● **Brief**:
For the entries below, count the lines that contain the word "when" and reply with that number only.

● **Record extracts**:
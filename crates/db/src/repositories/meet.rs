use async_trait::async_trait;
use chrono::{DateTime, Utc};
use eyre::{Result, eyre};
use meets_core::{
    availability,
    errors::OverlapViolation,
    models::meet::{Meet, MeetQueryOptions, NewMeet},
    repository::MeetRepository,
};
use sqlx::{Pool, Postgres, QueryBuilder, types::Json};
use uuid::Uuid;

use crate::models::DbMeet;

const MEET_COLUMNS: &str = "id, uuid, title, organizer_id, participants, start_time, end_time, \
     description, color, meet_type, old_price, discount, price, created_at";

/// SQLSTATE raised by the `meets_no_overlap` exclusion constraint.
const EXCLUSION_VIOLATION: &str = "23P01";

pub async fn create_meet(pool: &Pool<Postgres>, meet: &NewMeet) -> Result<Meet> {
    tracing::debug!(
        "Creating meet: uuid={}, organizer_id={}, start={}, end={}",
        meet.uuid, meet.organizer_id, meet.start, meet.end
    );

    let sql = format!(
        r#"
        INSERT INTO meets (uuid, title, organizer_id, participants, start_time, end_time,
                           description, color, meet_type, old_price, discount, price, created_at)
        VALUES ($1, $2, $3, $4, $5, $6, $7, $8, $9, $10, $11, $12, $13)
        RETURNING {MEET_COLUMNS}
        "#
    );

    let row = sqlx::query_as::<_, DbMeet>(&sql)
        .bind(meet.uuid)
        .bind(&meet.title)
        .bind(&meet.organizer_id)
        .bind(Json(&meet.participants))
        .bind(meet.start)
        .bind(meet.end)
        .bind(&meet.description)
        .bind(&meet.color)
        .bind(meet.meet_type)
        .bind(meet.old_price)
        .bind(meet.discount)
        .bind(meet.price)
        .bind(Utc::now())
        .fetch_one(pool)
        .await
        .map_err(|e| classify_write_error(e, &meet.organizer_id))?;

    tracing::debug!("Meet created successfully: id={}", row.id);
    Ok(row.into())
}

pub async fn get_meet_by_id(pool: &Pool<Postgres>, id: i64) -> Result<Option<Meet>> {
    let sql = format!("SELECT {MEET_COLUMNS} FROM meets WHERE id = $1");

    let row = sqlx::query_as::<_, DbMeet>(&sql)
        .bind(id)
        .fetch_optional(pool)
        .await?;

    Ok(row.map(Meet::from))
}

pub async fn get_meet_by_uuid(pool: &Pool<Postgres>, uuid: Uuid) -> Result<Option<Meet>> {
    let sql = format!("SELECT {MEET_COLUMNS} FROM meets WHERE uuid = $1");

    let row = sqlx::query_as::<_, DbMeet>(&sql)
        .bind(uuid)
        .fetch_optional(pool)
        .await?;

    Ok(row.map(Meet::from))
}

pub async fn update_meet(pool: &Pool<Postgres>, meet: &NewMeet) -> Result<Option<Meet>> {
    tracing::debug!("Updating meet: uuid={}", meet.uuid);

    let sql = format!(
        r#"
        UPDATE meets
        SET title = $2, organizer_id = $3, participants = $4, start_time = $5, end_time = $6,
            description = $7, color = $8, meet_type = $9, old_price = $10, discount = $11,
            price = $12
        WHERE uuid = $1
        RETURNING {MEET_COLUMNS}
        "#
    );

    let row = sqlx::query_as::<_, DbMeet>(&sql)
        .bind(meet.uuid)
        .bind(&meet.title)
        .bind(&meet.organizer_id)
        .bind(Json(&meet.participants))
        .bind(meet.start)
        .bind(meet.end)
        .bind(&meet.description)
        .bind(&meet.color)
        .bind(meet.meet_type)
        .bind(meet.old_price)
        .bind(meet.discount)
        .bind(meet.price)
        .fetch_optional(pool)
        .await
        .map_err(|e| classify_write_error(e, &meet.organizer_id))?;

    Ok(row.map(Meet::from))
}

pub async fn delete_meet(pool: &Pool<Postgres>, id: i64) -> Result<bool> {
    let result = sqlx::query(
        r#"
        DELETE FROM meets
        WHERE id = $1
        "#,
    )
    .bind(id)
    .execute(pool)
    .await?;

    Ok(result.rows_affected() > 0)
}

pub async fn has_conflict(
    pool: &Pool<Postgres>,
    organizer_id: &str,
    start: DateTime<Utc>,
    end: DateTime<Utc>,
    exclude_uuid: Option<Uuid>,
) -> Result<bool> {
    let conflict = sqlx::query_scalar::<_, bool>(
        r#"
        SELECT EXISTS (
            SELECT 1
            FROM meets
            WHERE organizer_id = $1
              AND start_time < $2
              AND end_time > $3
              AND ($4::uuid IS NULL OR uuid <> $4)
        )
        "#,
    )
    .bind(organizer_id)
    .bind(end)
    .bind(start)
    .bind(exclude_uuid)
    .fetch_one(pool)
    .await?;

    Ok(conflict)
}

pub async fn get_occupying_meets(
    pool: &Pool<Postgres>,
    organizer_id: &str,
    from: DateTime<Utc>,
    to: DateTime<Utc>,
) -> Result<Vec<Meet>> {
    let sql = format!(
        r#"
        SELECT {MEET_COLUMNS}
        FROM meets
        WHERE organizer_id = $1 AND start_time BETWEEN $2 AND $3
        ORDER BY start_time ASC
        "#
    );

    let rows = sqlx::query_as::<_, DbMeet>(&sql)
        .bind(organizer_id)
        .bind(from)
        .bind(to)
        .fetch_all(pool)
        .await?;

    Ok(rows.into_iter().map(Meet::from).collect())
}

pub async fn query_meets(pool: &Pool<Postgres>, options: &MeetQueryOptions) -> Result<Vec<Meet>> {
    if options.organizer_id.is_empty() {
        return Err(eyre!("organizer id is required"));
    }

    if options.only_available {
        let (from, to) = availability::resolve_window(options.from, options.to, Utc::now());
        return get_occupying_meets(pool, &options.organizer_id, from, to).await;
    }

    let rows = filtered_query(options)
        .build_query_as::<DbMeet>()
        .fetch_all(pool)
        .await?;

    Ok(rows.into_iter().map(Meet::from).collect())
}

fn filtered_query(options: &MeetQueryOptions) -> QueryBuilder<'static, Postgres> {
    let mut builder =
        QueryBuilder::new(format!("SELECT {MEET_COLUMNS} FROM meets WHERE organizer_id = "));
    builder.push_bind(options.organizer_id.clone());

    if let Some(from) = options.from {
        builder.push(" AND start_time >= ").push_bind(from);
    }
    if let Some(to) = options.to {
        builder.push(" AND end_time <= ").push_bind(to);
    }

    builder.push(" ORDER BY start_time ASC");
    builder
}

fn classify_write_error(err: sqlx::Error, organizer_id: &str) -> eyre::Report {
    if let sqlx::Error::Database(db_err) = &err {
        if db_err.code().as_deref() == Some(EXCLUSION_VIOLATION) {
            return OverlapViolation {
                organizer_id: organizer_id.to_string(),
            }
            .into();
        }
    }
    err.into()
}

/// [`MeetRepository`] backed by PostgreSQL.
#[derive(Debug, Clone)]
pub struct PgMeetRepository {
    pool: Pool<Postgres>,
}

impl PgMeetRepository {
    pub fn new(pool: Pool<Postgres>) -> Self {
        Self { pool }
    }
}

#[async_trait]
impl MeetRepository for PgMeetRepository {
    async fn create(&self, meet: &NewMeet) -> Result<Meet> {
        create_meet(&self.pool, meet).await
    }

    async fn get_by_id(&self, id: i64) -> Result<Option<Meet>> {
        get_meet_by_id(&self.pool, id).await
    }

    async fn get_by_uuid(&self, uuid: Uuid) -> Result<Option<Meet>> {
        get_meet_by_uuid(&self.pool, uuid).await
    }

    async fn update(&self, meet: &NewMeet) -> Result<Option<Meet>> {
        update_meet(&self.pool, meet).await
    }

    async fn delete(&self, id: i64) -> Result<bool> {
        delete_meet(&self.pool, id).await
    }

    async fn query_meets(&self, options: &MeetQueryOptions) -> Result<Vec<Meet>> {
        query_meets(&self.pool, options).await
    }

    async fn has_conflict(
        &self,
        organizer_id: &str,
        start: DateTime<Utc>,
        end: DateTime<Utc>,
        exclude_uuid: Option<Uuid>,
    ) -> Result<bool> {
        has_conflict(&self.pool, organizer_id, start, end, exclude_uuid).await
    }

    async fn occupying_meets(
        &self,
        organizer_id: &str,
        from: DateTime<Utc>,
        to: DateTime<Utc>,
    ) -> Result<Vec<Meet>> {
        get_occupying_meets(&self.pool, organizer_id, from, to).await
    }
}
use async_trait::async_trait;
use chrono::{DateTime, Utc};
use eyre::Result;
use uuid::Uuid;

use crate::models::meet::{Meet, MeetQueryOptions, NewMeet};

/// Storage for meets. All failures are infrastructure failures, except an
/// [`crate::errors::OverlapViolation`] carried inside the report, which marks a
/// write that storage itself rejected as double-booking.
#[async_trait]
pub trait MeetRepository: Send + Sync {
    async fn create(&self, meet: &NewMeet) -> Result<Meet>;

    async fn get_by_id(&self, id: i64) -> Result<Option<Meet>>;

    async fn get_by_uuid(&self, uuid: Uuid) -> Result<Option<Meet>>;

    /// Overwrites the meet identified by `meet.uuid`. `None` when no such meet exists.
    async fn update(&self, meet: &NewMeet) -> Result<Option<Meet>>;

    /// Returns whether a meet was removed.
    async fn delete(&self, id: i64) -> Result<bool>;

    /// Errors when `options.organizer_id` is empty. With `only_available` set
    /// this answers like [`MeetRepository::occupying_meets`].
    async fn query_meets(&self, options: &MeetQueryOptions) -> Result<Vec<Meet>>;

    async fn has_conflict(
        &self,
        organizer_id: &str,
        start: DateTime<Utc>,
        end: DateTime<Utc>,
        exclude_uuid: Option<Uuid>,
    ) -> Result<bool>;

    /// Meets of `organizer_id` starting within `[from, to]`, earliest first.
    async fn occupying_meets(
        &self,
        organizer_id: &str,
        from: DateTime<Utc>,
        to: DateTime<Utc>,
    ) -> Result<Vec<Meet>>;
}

● **Solution**:
2